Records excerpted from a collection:
------------------------------------

use std::sync::Arc;

use dashmap::DashMap;
use log::{debug, trace};

use crate::command::CommandRunner;

use super::{guess_vcs, ImportPathLookup, LookupError, RepoRoot, ResolveError, VcsKind};

/// Turns package import paths into repositories.
///
/// Results are memoised for the lifetime of the resolver, keyed by package and
/// URL override, so one install run never resolves (or probes) the same
/// dependency twice.
pub struct Resolver {
    lookup: Box<dyn ImportPathLookup>,
    runner: Arc<dyn CommandRunner>,
    probe_overrides: bool,
    memo: DashMap<(String, String), RepoRoot>,
}

impl Resolver {
    pub fn new(lookup: Box<dyn ImportPathLookup>, runner: Arc<dyn CommandRunner>) -> Self {
        Resolver {
            lookup,
            runner,
            probe_overrides: false,
            memo: DashMap::new(),
        }
    }

    /// Probe override URLs whose backend cannot be guessed instead of
    /// rejecting them.
    pub fn probe_overrides(mut self, probe: bool) -> Self {
        self.probe_overrides = probe;
        self
    }

    pub fn resolve(&self, pkg: &str, url_override: Option<&str>) -> Result<RepoRoot, ResolveError> {
        let key = (pkg.to_owned(), url_override.unwrap_or_default().to_owned());
        if let Some(hit) = self.memo.get(&key) {
            trace!("{pkg} already resolved to {}", hit.root);
            return Ok(hit.clone());
        }

        let repo_root = match url_override {
            Some(url) => self.resolve_override(pkg, url)?,
            None => self.resolve_lookup(pkg)?,
        };
        debug!(
            "Resolved {pkg} to {} ({}) at {}",
            repo_root.root, repo_root.vcs, repo_root.repo_url
        );
        self.memo.insert(key, repo_root.clone());
        Ok(repo_root)
    }

    fn resolve_override(&self, pkg: &str, url: &str) -> Result<RepoRoot, ResolveError> {
        let metadata = self
            .lookup
            .lookup_static(pkg)
            .map_err(|source| lookup_failed(pkg, source))?;
        let vcs = match guess_vcs(url) {
            Some(vcs) => vcs,
            None if self.probe_overrides => self
                .identify_vcs(url)
                .ok_or_else(|| unsupported("", url))?,
            None => return Err(unsupported("", url)),
        };
        Ok(RepoRoot {
            root: metadata.root,
            vcs,
            repo_url: url.to_owned(),
        })
    }

    fn resolve_lookup(&self, pkg: &str) -> Result<RepoRoot, ResolveError> {
        let metadata = self
            .lookup
            .lookup(pkg)
            .map_err(|source| lookup_failed(pkg, source))?;
        let vcs = match &metadata.vcs {
            Some(name) => name
                .parse::<VcsKind>()
                .map_err(|_| unsupported(name, &metadata.repo))?,
            None => self
                .identify_vcs(&metadata.repo)
                .ok_or_else(|| unsupported("", &metadata.repo))?,
        };
        Ok(RepoRoot {
            root: metadata.root,
            vcs,
            repo_url: metadata.repo,
        })
    }

    /// Asks every backend, the guessed one first, whether `url` is one of its
    /// repositories.
    pub fn identify_vcs(&self, url: &str) -> Option<VcsKind> {
        let guessed = guess_vcs(url);
        guessed
            .into_iter()
            .chain(VcsKind::ALL.into_iter().filter(|kind| Some(*kind) != guessed))
            .find(|kind| {
                debug!("Probing {url} with {kind}");
                self.runner.run(&kind.ping(url)).is_ok()
            })
    }
}

fn lookup_failed(pkg: &str, source: LookupError) -> ResolveError {
    ResolveError::LookupFailed {
        import_path: pkg.to_owned(),
        source,
    }
}

fn unsupported(vcs: &str, location: &str) -> ResolveError {
    ResolveError::UnsupportedVcs {
        vcs: vcs.to_owned(),
        location: location.to_owned(),
    }
}

#[cfg(test)]
mod tests {
    use super::*;

    use pretty_assertions::assert_eq;

    use crate::{command::fake::FakeRunner, vcs::HostingLookup};

    fn resolver(runner: &Arc<FakeRunner>) -> Resolver {
        Resolver::new(Box::new(HostingLookup::offline()), runner.clone())
    }

    #[test]
    fn github_needs_no_probe() {
        let runner = Arc::new(FakeRunner::new());
        let repo_root = resolver(&runner)
            .resolve("github.com/gorilla/mux/sub", None)
            .unwrap();
        assert_eq!(
            repo_root,
            RepoRoot {
                root: "github.com/gorilla/mux".to_owned(),
                vcs: VcsKind::Git,
                repo_url: "https://github.com/gorilla/mux".to_owned(),
            }
        );
        assert!(runner.calls().is_empty());
    }

    #[test]
    fn override_url_decides_backend() {
        let runner = Arc::new(FakeRunner::new());
        let repo_root = resolver(&runner)
            .resolve(
                "github.com/mattn/go-sqlite3",
                Some("git+ssh://git@github.com/mattn/go-sqlite3.git"),
            )
            .unwrap();
        assert_eq!(repo_root.root, "github.com/mattn/go-sqlite3");
        assert_eq!(repo_root.vcs, VcsKind::Git);
        assert_eq!(repo_root.repo_url, "git+ssh://git@github.com/mattn/go-sqlite3.git");
    }

    #[test]
    fn unguessable_override_is_rejected() {
        let runner = Arc::new(FakeRunner::new());
        let result = resolver(&runner).resolve(
            "bitbucket.org/kardianos/osext",
            Some("https://bitbucket.org/kardianos/osext"),
        );
        assert!(matches!(
            result,
            Err(ResolveError::UnsupportedVcs { vcs, location })
                if vcs.is_empty() && location == "https://bitbucket.org/kardianos/osext"
        ));
        assert!(runner.calls().is_empty());
    }

    #[test]
    fn unguessable_override_is_probed_when_enabled() {
        let runner = Arc::new(FakeRunner::new());
        runner.fail_on("git ls-remote");
        let repo_root = resolver(&runner)
            .probe_overrides(true)
            .resolve(
                "bitbucket.org/kardianos/osext",
                Some("https://bitbucket.org/kardianos/osext"),
            )
            .unwrap();
        assert_eq!(repo_root.vcs, VcsKind::Hg);
    }

    #[test]
    fn override_for_unknown_host_fails_lookup() {
        let runner = Arc::new(FakeRunner::new());
        let result = resolver(&runner).resolve("example.com/foo", Some("git://example.com/foo.git"));
        assert!(matches!(
            result,
            Err(ResolveError::LookupFailed { import_path, .. }) if import_path == "example.com/foo"
        ));
    }

    #[test]
    fn probes_hosts_serving_several_backends() {
        let runner = Arc::new(FakeRunner::new());
        runner.fail_on("git ls-remote");
        let repo_root = resolver(&runner)
            .resolve("code.google.com/p/go.tools/go/vcs", None)
            .unwrap();
        assert_eq!(repo_root.root, "code.google.com/p/go.tools");
        assert_eq!(repo_root.vcs, VcsKind::Hg);
        assert_eq!(
            runner.calls(),
            vec![
                "git ls-remote https://code.google.com/p/go.tools",
                "hg identify https://code.google.com/p/go.tools",
            ]
        );
    }

    #[test]
    fn probe_without_answer() {
        let runner = Arc::new(FakeRunner::new());
        runner.fail_on("ls-remote");
        runner.fail_on("identify");
        let result = resolver(&runner).resolve("bitbucket.org/a/b", None);
        assert!(matches!(result, Err(ResolveError::UnsupportedVcs { .. })));
    }

    #[test]
    fn guessed_backend_is_probed_first() {
        let runner = Arc::new(FakeRunner::new());
        let vcs = resolver(&runner).identify_vcs("ssh://hg@bitbucket.org/a/b");
        assert_eq!(vcs, Some(VcsKind::Hg));
        assert_eq!(runner.calls(), vec!["hg identify ssh://hg@bitbucket.org/a/b"]);
    }

    #[test]
    fn unsupported_backend_from_lookup() {
        let runner = Arc::new(FakeRunner::new());
        let result = resolver(&runner).resolve("launchpad.net/goyaml", None);
        assert!(matches!(
            result,
            Err(ResolveError::UnsupportedVcs { vcs, .. }) if vcs == "bzr"
        ));
    }

    #[test]
    fn results_are_memoised() {
        let runner = Arc::new(FakeRunner::new());
        let resolver = resolver(&runner);
        let first = resolver.resolve("bitbucket.org/a/b", None).unwrap();
        let second = resolver.resolve("bitbucket.org/a/b", None).unwrap();
        assert_eq!(first, second);
        assert_eq!(runner.count("git ls-remote"), 1);
    }

    #[test]
    fn unknown_host_fails_lookup() {
        let runner = Arc::new(FakeRunner::new());
        assert!(matches!(
            resolver(&runner).resolve("example.com/foo/bar", None),
            Err(ResolveError::LookupFailed { .. })
        ));
    }
}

------------------------------------

## Task prompt:
Up to and including the line with "by package and", please return the records exactly, beginning from their first line.

## Response to this exercise:
use std::sync::Arc;

use dashmap::DashMap;
use log::{debug, trace};

use crate::command::CommandRunner;

use super::{guess_vcs, ImportPathLookup, LookupError, RepoRoot, ResolveError, VcsKind};

/// Turns package import paths into repositories.
///
/// Results are memoised for the lifetime of the resolver, keyed by package and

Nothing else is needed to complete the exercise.